According to another exemplary implementation of the present disclosure, text input 202 and supplemental information 204 may be provided in connection with a request to generate content. For example, a user may desire to have a content item generated that may be included in an already existing collection of content items. Accordingly, supplemental information 204 may include one or more content items (or representations thereof) from the collection of content items, and a user may provide supplemental information 204 (e.g., one or more content items from the collection of content items) and text input 202 (e.g., as a description of the desired content, etc.) in connection with the request to generate content for inclusion in the collection of content items. Accordingly, content generation system 200 may generate content item 212, which may be returned in response to the request for a content item to be included in the collection of content items based on text input 202 and supplemental information 204.

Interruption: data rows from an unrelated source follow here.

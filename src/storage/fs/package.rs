//! Packages: immutable, content-addressed collections of file data plus their cached manifest.

use std::fs;
use std::path::{Path, PathBuf};

use tracing::{debug, info};

use crate::digest::Digest;
use crate::error::Error;
use crate::tracking::Manifest;

use super::blob::BlobStorage;
use super::manifest::ManifestStorage;

const DIFF_DIR: &str = "diff";
const META_DIR: &str = "meta";

/// A single package on disk: a `diff` directory holding its rendered file data, and a `meta`
/// directory holding its cached manifest.
///
/// A package is considered completely immutable once committed; its identity (see
/// [`Package::digest`]) is the hash of everything under `diff`.
#[derive(Clone, Debug)]
pub struct Package {
    root: PathBuf,
}

impl Package {
    fn new(root: PathBuf) -> Self {
        Package { root }
    }

    /// The digest that identifies this package, taken from its directory name.
    pub fn digest(&self) -> Result<Digest, Error> {
        let name = self
            .root
            .file_name()
            .and_then(|n| n.to_str())
            .ok_or_else(|| Error::InvalidInput(format!("{:?} is not a valid package path", self.root)))?;
        name.parse()
    }

    /// The root directory under which this package is stored.
    pub fn root_dir(&self) -> &Path {
        &self.root
    }

    /// The directory holding this package's rendered file data.
    pub fn diff_dir(&self) -> PathBuf {
        self.root.join(DIFF_DIR)
    }

    /// The directory holding this package's cached manifest.
    pub fn meta_dir(&self) -> PathBuf {
        self.root.join(META_DIR)
    }

    /// Reads the cached manifest for this package. Cheap: requires no hashing.
    pub fn read_manifest(&self) -> Result<Manifest, Error> {
        ManifestStorage::new(self.meta_dir()).read()
    }

    /// Recomputes this package's manifest directly from its file data, bypassing the cache.
    ///
    /// Used to verify a package against corruption; in the common case
    /// [`Package::read_manifest`] is far cheaper and should be preferred.
    pub fn compute_manifest(&self) -> Result<Manifest, Error> {
        super::manifest::recompute(&self.diff_dir())
    }
}

fn ensure_package_dirs(root: &Path) -> Result<Package, Error> {
    fs::create_dir_all(root.join(DIFF_DIR)).map_err(|e| Error::io(root, e))?;
    fs::create_dir_all(root.join(META_DIR)).map_err(|e| Error::io(root, e))?;
    Ok(Package::new(root.to_path_buf()))
}

/// Manages the on-disk storage of packages under a single root directory.
#[derive(Clone, Debug)]
pub struct PackageStorage {
    root: PathBuf,
}

impl PackageStorage {
    /// Opens package storage rooted at `root`, which is created if it does not already exist.
    pub fn new(root: impl Into<PathBuf>) -> Result<Self, Error> {
        let root = root.into();
        fs::create_dir_all(&root).map_err(|e| Error::io(&root, e))?;
        Ok(PackageStorage { root })
    }

    /// Reads package information for the package identified by `digest`.
    pub fn read_package(&self, digest: Digest) -> Result<Package, Error> {
        let path = self.root.join(digest.to_hex());
        if !path.exists() {
            return Err(Error::unknown_package(digest.to_hex()));
        }
        Ok(Package::new(path))
    }

    /// Removes a package from storage.
    pub fn remove_package(&self, digest: Digest) -> Result<(), Error> {
        let path = self.root.join(digest.to_hex());
        match fs::remove_dir_all(&path) {
            Ok(()) => Ok(()),
            Err(e) if e.kind() == std::io::ErrorKind::NotFound => Err(Error::unknown_package(digest.to_hex())),
            Err(e) => Err(Error::io(&path, e)),
        }
    }

    /// Lists every package currently in storage.
    pub fn list_packages(&self) -> Result<Vec<Package>, Error> {
        let entries = match fs::read_dir(&self.root) {
            Ok(entries) => entries,
            Err(e) if e.kind() == std::io::ErrorKind::NotFound => return Ok(Vec::new()),
            Err(e) => return Err(Error::io(&self.root, e)),
        };

        let mut packages = Vec::new();
        for entry in entries {
            let entry = entry.map_err(|e| Error::io(&self.root, e))?;
            let name = entry.file_name();
            let name = name.to_string_lossy();
            if name.starts_with("work-") {
                continue;
            }
            packages.push(Package::new(entry.path()));
        }
        Ok(packages)
    }

    /// Commits the contents of `source_dir` as a new package.
    ///
    /// `source_dir`'s file data is hashed and moved into `blobs` (the content-addressed, shared
    /// store, deduplicating against anything already committed) before the package's own `diff`
    /// directory is populated by hardlinking straight back out of `blobs`: a package never holds
    /// its own private copy of file bytes, only the blob store does. The manifest is written to
    /// the package's `meta` directory, and the whole package is atomically renamed into place
    /// under its digest. If another writer commits an identical tree first, the race is resolved
    /// by discarding this writer's staged copy and returning the already-committed package.
    pub fn commit_dir(&self, blobs: &BlobStorage, source_dir: &Path) -> Result<Package, Error> {
        info!(path = %source_dir.display(), "hashing and storing package contents");
        let manifest = blobs.commit_dir(source_dir)?;
        let digest = manifest.digest();
        let final_root = self.root.join(digest.to_hex());

        if final_root.exists() {
            debug!(%digest, "package already exists");
            return self.read_package(digest);
        }

        let staging_root = self.root.join(format!("work-{}", uuid::Uuid::new_v4()));
        let staged = ensure_package_dirs(&staging_root)?;
        fs::remove_dir(staged.diff_dir()).map_err(|e| Error::io(staged.diff_dir(), e))?;

        blobs.render_into(&manifest, &staged.diff_dir())?;
        ManifestStorage::new(staged.meta_dir()).write(&manifest)?;

        match fs::rename(&staging_root, &final_root) {
            Ok(()) => {}
            Err(_) if final_root.exists() => {
                debug!(%digest, "package already exists");
                fs::remove_dir_all(&staging_root).map_err(|e| Error::io(&staging_root, e))?;
            }
            Err(e) => return Err(Error::io(&staging_root, e)),
        }

        self.read_package(digest)
    }
}

#[cfg(test)]
mod tests {
    use super::*;

    #[test]
    fn commit_then_read_back() {
        let src = tempfile::tempdir().unwrap();
        fs::write(src.path().join("a.txt"), b"payload").unwrap();

        let store_dir = tempfile::tempdir().unwrap();
        let blobs = BlobStorage::new(store_dir.path().join("blobs")).unwrap();
        let packages = PackageStorage::new(store_dir.path().join("packages")).unwrap();

        let package = packages.commit_dir(&blobs, src.path()).unwrap();
        let digest = package.digest().unwrap();

        let read_back = packages.read_package(digest).unwrap();
        assert_eq!(read_back.read_manifest().unwrap().digest(), digest);
    }

    #[test]
    fn commit_is_idempotent() {
        let src = tempfile::tempdir().unwrap();
        fs::write(src.path().join("a.txt"), b"payload").unwrap();

        let store_dir = tempfile::tempdir().unwrap();
        let blobs = BlobStorage::new(store_dir.path().join("blobs")).unwrap();
        let packages = PackageStorage::new(store_dir.path().join("packages")).unwrap();

        let a = packages.commit_dir(&blobs, src.path()).unwrap();
        let b = packages.commit_dir(&blobs, src.path()).unwrap();
        assert_eq!(a.digest().unwrap(), b.digest().unwrap());
    }

    #[test]
    fn remove_unknown_package_fails() {
        let store_dir = tempfile::tempdir().unwrap();
        let packages = PackageStorage::new(store_dir.path()).unwrap();
        let digest = crate::digest::hash_slice(b"nope");
        assert!(matches!(packages.remove_package(digest), Err(Error::UnknownObject { .. })));
    }
}
//! Computing the difference between two manifests.

use std::collections::BTreeMap;

use super::entry::Entry;
use super::manifest::Manifest;

/// What changed at a single path between two manifests.
#[derive(Clone, Debug, PartialEq)]
pub enum DiffKind {
    /// The path exists in both manifests with identical mode and digest.
    Unchanged,
    /// The path exists only in the second manifest.
    Added,
    /// The path exists only in the first manifest.
    Removed,
    /// The path exists in both manifests but its mode, kind, or digest differs.
    Changed,
}

/// One path's worth of diff result, carrying the entries it was computed from.
#[derive(Clone, Debug, PartialEq)]
pub struct Diff {
    /// The path the diff applies to, as produced by [`Manifest::walk`].
    pub path: String,
    /// What changed at this path.
    pub kind: DiffKind,
    /// The entry as it appeared in the first (older) manifest, if present.
    pub before: Option<Entry>,
    /// The entry as it appeared in the second (newer) manifest, if present.
    pub after: Option<Entry>,
}

/// Computes a path-by-path diff between two manifests.
///
/// The result is always derived fresh from `a` and `b`; nothing about a diff is ever stored
/// independently of the manifests it was computed from.
pub fn diff(a: &Manifest, b: &Manifest) -> Vec<Diff> {
    let before: BTreeMap<String, Entry> = a.walk().map(|(p, e)| (p, e.clone())).collect();
    let after: BTreeMap<String, Entry> = b.walk().map(|(p, e)| (p, e.clone())).collect();

    let mut paths: Vec<&String> = before.keys().chain(after.keys()).collect();
    paths.sort();
    paths.dedup();

    paths
        .into_iter()
        .map(|path| {
            let before_entry = before.get(path).cloned();
            let after_entry = after.get(path).cloned();

            let kind = match (&before_entry, &after_entry) {
                (Some(_), None) => DiffKind::Removed,
                (None, Some(_)) => DiffKind::Added,
                (Some(b), Some(a)) if entries_equal(b, a) => DiffKind::Unchanged,
                (Some(_), Some(_)) => DiffKind::Changed,
                (None, None) => unreachable!("path came from the union of both key sets"),
            };

            Diff {
                path: path.clone(),
                kind,
                before: before_entry,
                after: after_entry,
            }
        })
        .collect()
}

fn entries_equal(a: &Entry, b: &Entry) -> bool {
    a.kind == b.kind && a.mode == b.mode && a.digest == b.digest
}

#[cfg(test)]
mod tests {
    use super::*;
    use crate::tracking::manifest::compute_manifest;

    fn write_file(path: &std::path::Path, contents: &str) {
        std::fs::create_dir_all(path.parent().unwrap()).unwrap();
        std::fs::write(path, contents).unwrap();
    }

    #[test]
    fn detects_additions_removals_and_changes() {
        let dir_a = tempfile::tempdir().unwrap();
        write_file(&dir_a.path().join("stays.txt"), "same");
        write_file(&dir_a.path().join("removed.txt"), "bye");
        write_file(&dir_a.path().join("changed.txt"), "old");

        let dir_b = tempfile::tempdir().unwrap();
        write_file(&dir_b.path().join("stays.txt"), "same");
        write_file(&dir_b.path().join("changed.txt"), "new");
        write_file(&dir_b.path().join("added.txt"), "hi");

        let a = compute_manifest(dir_a.path()).unwrap();
        let b = compute_manifest(dir_b.path()).unwrap();

        let diffs = diff(&a, &b);
        let find = |path: &str| diffs.iter().find(|d| d.path == path).unwrap().kind.clone();

        assert_eq!(find("/stays.txt"), DiffKind::Unchanged);
        assert_eq!(find("/removed.txt"), DiffKind::Removed);
        assert_eq!(find("/changed.txt"), DiffKind::Changed);
        assert_eq!(find("/added.txt"), DiffKind::Added);
    }

    #[test]
    fn identical_trees_are_fully_unchanged() {
        let dir = tempfile::tempdir().unwrap();
        write_file(&dir.path().join("a.txt"), "data");
        let manifest = compute_manifest(dir.path()).unwrap();

        let diffs = diff(&manifest, &manifest);
        assert!(diffs.iter().all(|d| d.kind == DiffKind::Unchanged));
    }
}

According to aspects of the present disclosure, textual input 202 may include a text string of one or more words that may describe the content to be generated. For example, textual input 202 may simply include a single word, such as “car,” “dog,” “cat,” etc. or a sequence of words, such as “a black off-road vehicle on an off-road trail,” “a red sports car on a track,” “a black and white cat eating a fish,” “mountain scene,” etc. Textual input 202 may be provided by a user requesting the generation of content or may be automatically generated based on other content and/or information associated with the user.

Additionally, supplemental information 204 may include any further information that may be processed by content generation system 200 in the generation of content. For example, supplemental information 204 may include user information, content information, and the like. In exemplary implementations, supplemental information 204 may be encoded as representations of a user, content, etc. in the form of embeddings, vectors, or other features. In exemplary implementations where supplemental information 204 includes user information, the user information may include a user embedding that may be representative of the user. The user embedding may include a vector representation of the user that is generated by a trained machine learning model and may represent a user's preferences, a user's history, a user's past actions (e.g., content items with which the user may have interacted, etc.), a user's predicted actions (e.g., content items with which the user is predicted to interact, etc.), and the like. Alternatively and/or in addition, supplemental information may include content information, which may include one or more content embeddings generated by a trained machine learning model and may include a vector representation of the content items that encode certain features of the content items.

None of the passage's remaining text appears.